The things that are automatically treated as rvalues are things without names, and things that (very shortly) will not have a name (in the return value case).
T&& t has a name, it is t.
The reason why rvalues are those things is that referring to them after that point of use is next to impossible.
T&& is the type rvalue reference. An rvalue reference can only bind to an rvalue (without a static_cast being involved), but it is otherwise an lvalue of type rvalue reference.
The fact it is of type rvalue reference only matters during its construction, and if you do decltype(variable_name). It is otherwise just another lvalue of reference type.
std::move(t) does a return static_cast<T&&>(t); and returns an rvalue reference.
The rules that govern this are written in standardese in the C++ standard. A copy/paste of them won’t be all that useful, because they are not that easy to understand.
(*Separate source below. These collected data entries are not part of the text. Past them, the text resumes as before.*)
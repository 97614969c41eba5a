//! Server state and configuration.

use std::collections::HashMap;
use std::path::PathBuf;
use std::sync::{Arc, Mutex, PoisonError};
use tokio::sync::OwnedMutexGuard;

use crate::config::EngineConfig;
use crate::design::AssetSlot;
use crate::error::InsigniaError;
use crate::ingest::{AssetGuard, Ticket};
use crate::persistence::{DesignRepository, FileRepository};
use crate::render::ComposeOptions;

/// Server configuration.
#[derive(Debug, Clone)]
pub struct ServerConfig {
    /// Address to listen on (e.g., "127.0.0.1:8080")
    pub listen_addr: String,
    /// Directory holding `<key>.json` design files
    pub design_dir: PathBuf,
    pub engine: EngineConfig,
}

/// Application state shared across handlers.
pub struct AppState {
    pub config: ServerConfig,
    pub repository: Arc<dyn DesignRepository>,
    pub options: ComposeOptions,
    /// One write lock per design key; load-modify-save runs under it.
    key_locks: Mutex<HashMap<String, Arc<tokio::sync::Mutex<()>>>>,
    /// Upload generations per design key.
    uploads: Mutex<HashMap<String, AssetGuard>>,
}

impl AppState {
    /// State backed by the configured design directory.
    pub fn new(config: ServerConfig) -> Result<Self, InsigniaError> {
        let repository = FileRepository::open(&config.design_dir)?;
        Ok(Self::with_repository(config, Arc::new(repository)))
    }

    pub fn with_repository(config: ServerConfig, repository: Arc<dyn DesignRepository>) -> Self {
        Self {
            options: ComposeOptions::from(&config.engine),
            config,
            repository,
            key_locks: Mutex::new(HashMap::new()),
            uploads: Mutex::new(HashMap::new()),
        }
    }

    /// Wait for exclusive write access to the design stored under `key`.
    pub async fn lock_key(&self, key: &str) -> OwnedMutexGuard<()> {
        let lock = {
            let mut locks = self.key_locks.lock().unwrap_or_else(PoisonError::into_inner);
            locks.entry(key.to_string()).or_default().clone()
        };
        lock.lock_owned().await
    }

    /// Start an upload into `slot` of `key`, superseding any upload still in flight.
    pub fn begin_upload(&self, key: &str, slot: AssetSlot) -> Ticket {
        let mut uploads = self.uploads.lock().unwrap_or_else(PoisonError::into_inner);
        uploads.entry(key.to_string()).or_default().begin(slot)
    }

    /// Whether `ticket` is still the newest upload for its slot.
    pub fn upload_is_current(&self, key: &str, ticket: Ticket) -> bool {
        let uploads = self.uploads.lock().unwrap_or_else(PoisonError::into_inner);
        uploads.get(key).is_some_and(|guard| guard.complete(ticket))
    }
}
The first general rule is, you get an implicit move (aka, parameter that binds to an rvalue reference argument) when you return a named value from a function, or when a value has no name, or when a function explicitly returns an rvalue reference.
Second, that only rvalue references and const& can bind to rvalues.
Third, reference lifetime extension on temporary values occurs when directly bound to a reference outside of a constructor. (as only rvalue references and const& can directly bind to a temporary, this only applies to them)
Forth, T&& isn’t always an rvalue reference. If T is of type X& or X const&, then reference collapsing turns T&& into X& or X const&.
Finally, T&& in a type deduction context will deduce T as X, X&, X const& or X const&& depending on the type of the argument, and hence can act as a “forwarding reference”.